エリザベス女王は何度も命を狙われていた!? 驚愕事実と警護先進国の実態

 9月8日午後6時半(日本時間9日午前2時半)、静養先の英スコットランド・バルモラル城にて96歳で崩御したエリザベス女王。

 1952年に25歳で即位して以来70年。イギリス他14カ国の英連邦王国及び王室属領・海外領土の君主、またイングランド国教会の首長としてその重責を担ってきたが、半面、皇室不支持派から命を狙われたこともあったという。

「有名なのは1981年10月14日、ニュージーランドのダニーデンを訪問していたエリザベス女王とフィリップ殿下が、当時17歳だった元受刑者にライフルで狙われた事件です。この事実は、97年に記された国家情報局の文書で明らかになったものですが、元受刑者はビルの5階にあるトイレの個室に隠れ、車でパレード中の女王に向けてライフルを発砲。幸い、銃弾が女王に届くことはなく、元受刑者にはライフル不法所持と発砲の容疑がかけられ、懲役3年の実刑判決が下り、釈放後もニュージーランド当局による監視を受けることになったといわれています」(国際情勢に詳しいジャーナリスト)

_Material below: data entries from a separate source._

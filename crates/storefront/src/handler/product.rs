use crate::{
    middleware::{
        admin::admin_middleware,
        jwt::auth_middleware,
        validate::{SimpleValidatedJson, SimpleValidatedPath},
    },
    state::AppState,
};
use axum::{
    Json,
    extract::Extension,
    http::StatusCode,
    middleware,
    response::IntoResponse,
    routing::{get, post},
};
use shared::{
    abstract_trait::{DynProductCommandService, DynProductQueryService},
    domain::{
        requests::{CreateProductRequest, UpdateProductRequest},
        responses::{ListResponse, ProductResponse},
    },
    errors::{ErrorResponse, HttpError},
};
use std::sync::Arc;
use utoipa_axum::router::OpenApiRouter;
use uuid::Uuid;

#[utoipa::path(
    get,
    path = "/products",
    tag = "Product",
    responses(
        (status = 200, description = "Active products, newest first", body = ListResponse<ProductResponse>)
    )
)]
pub async fn get_products(
    Extension(service): Extension<DynProductQueryService>,
) -> Result<impl IntoResponse, HttpError> {
    let products = service.find_active().await?;
    Ok(Json(ListResponse::from(products)))
}

#[utoipa::path(
    get,
    path = "/products/{id}",
    tag = "Product",
    params(("id" = Uuid, Path, description = "Product ID")),
    responses(
        (status = 200, description = "Product details", body = ProductResponse),
        (status = 400, description = "Malformed product id", body = ErrorResponse),
        (status = 404, description = "Product not found", body = ErrorResponse)
    )
)]
pub async fn get_product(
    Extension(service): Extension<DynProductQueryService>,
    SimpleValidatedPath(id): SimpleValidatedPath<Uuid>,
) -> Result<impl IntoResponse, HttpError> {
    let product = service.find_by_id(id).await?;
    Ok(Json(product))
}

#[utoipa::path(
    post,
    path = "/products",
    tag = "Product",
    security(("bearer_auth" = [])),
    request_body = CreateProductRequest,
    responses(
        (status = 201, description = "Product created", body = ProductResponse),
        (status = 400, description = "Validation error", body = ErrorResponse),
        (status = 401, description = "Unauthorized", body = ErrorResponse),
        (status = 403, description = "Insufficient permissions", body = ErrorResponse)
    )
)]
pub async fn create_product(
    Extension(service): Extension<DynProductCommandService>,
    SimpleValidatedJson(body): SimpleValidatedJson<CreateProductRequest>,
) -> Result<impl IntoResponse, HttpError> {
    let product = service.create_product(&body).await?;
    Ok((StatusCode::CREATED, Json(product)))
}

#[utoipa::path(
    put,
    path = "/products/{id}",
    tag = "Product",
    security(("bearer_auth" = [])),
    params(("id" = Uuid, Path, description = "Product ID")),
    request_body = UpdateProductRequest,
    responses(
        (status = 200, description = "Product updated", body = ProductResponse),
        (status = 400, description = "Validation error", body = ErrorResponse),
        (status = 401, description = "Unauthorized", body = ErrorResponse),
        (status = 403, description = "Insufficient permissions", body = ErrorResponse),
        (status = 404, description = "Product not found", body = ErrorResponse)
    )
)]
pub async fn update_product(
    Extension(service): Extension<DynProductCommandService>,
    SimpleValidatedPath(id): SimpleValidatedPath<Uuid>,
    SimpleValidatedJson(body): SimpleValidatedJson<UpdateProductRequest>,
) -> Result<impl IntoResponse, HttpError> {
    let product = service.update_product(id, &body).await?;
    Ok(Json(product))
}

#[utoipa::path(
    delete,
    path = "/products/{id}",
    tag = "Product",
    security(("bearer_auth" = [])),
    params(("id" = Uuid, Path, description = "Product ID")),
    responses(
        (status = 204, description = "Product deactivated"),
        (status = 401, description = "Unauthorized", body = ErrorResponse),
        (status = 403, description = "Insufficient permissions", body = ErrorResponse),
        (status = 404, description = "Product not found", body = ErrorResponse)
    )
)]
pub async fn delete_product(
    Extension(service): Extension<DynProductCommandService>,
    SimpleValidatedPath(id): SimpleValidatedPath<Uuid>,
) -> Result<impl IntoResponse, HttpError> {
    service.delete_product(id).await?;
    Ok(StatusCode::NO_CONTENT)
}

pub fn product_routes(app_state: Arc<AppState>) -> OpenApiRouter {
    let services = &app_state.di_container.product_service;

    let public = OpenApiRouter::new()
        .route("/products", get(get_products))
        .route("/products/{id}", get(get_product));

    let admin = OpenApiRouter::new()
        .route("/products", post(create_product))
        .route(
            "/products/{id}",
            axum::routing::put(update_product).delete(delete_product),
        )
        .route_layer(middleware::from_fn(admin_middleware))
        .route_layer(middleware::from_fn(auth_middleware));

    public
        .merge(admin)
        .layer(Extension(services.query.clone()))
        .layer(Extension(services.command.clone()))
        .layer(Extension(app_state.jwt_config.clone()))
}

 さらに直近では、昨年のクリスマス、エリザベス女王が滞在していたウィンザー城にマスクをしてクロスボウを持ち「女王を殺しに来た」と話す男が警備員に取り押さえられ、反逆罪で逮捕・起訴される事件があった。

「女王は多くの英国民に尊敬され親しまれていましたが、大英帝国の象徴として英王室に憎しみを向ける輩が存在するのも事実。また、英王室は国民と驚くほど距離が近い。それだけに、皇室警備が重視されてきたといわれています」(同)

 英国では王室や公人のため身辺警護は4つのカテゴリーに分けられ、RAVECという委員会が、その選別を担っているというが、

「RAVECのメンバーには内務省や警察、王室などの代表が名を連ねており、英、米、加、豪、ニュージーランドで機密情報を共有する『ファイブアイズ』の情報を分析、脅威評価に基づいて警護レベルを4つのカテゴリーに分けているといいます。エリザベス女王とチャールズ皇太子(現国王)は、脅威の有無にかかわらず保護される最高位のカテゴリー1。ウィリアム王子については発表がないためどのレベルなのかはわかりませんが、ヘンリー公爵は20年3月末までカテゴリー2だったものの、王室離脱後には、ケースによって保護されるというカテゴリー3に移されたようです」(同)

 王室警護に当たるのは英陸軍特殊部隊で訓練を受けた王室警護班と、バッキンガム宮殿などに常在している近衛兵「コールドストリームガード」、そしてロンドン警視庁に設置された王室警護部署「ロイヤリティ・プロテクション・グループ」だ。

 日本では安倍元首相狙撃で、警備の問題点が問われているが、数々の危機を未然に防いだ警備先進国の英国を大いに参考にすべきだろう。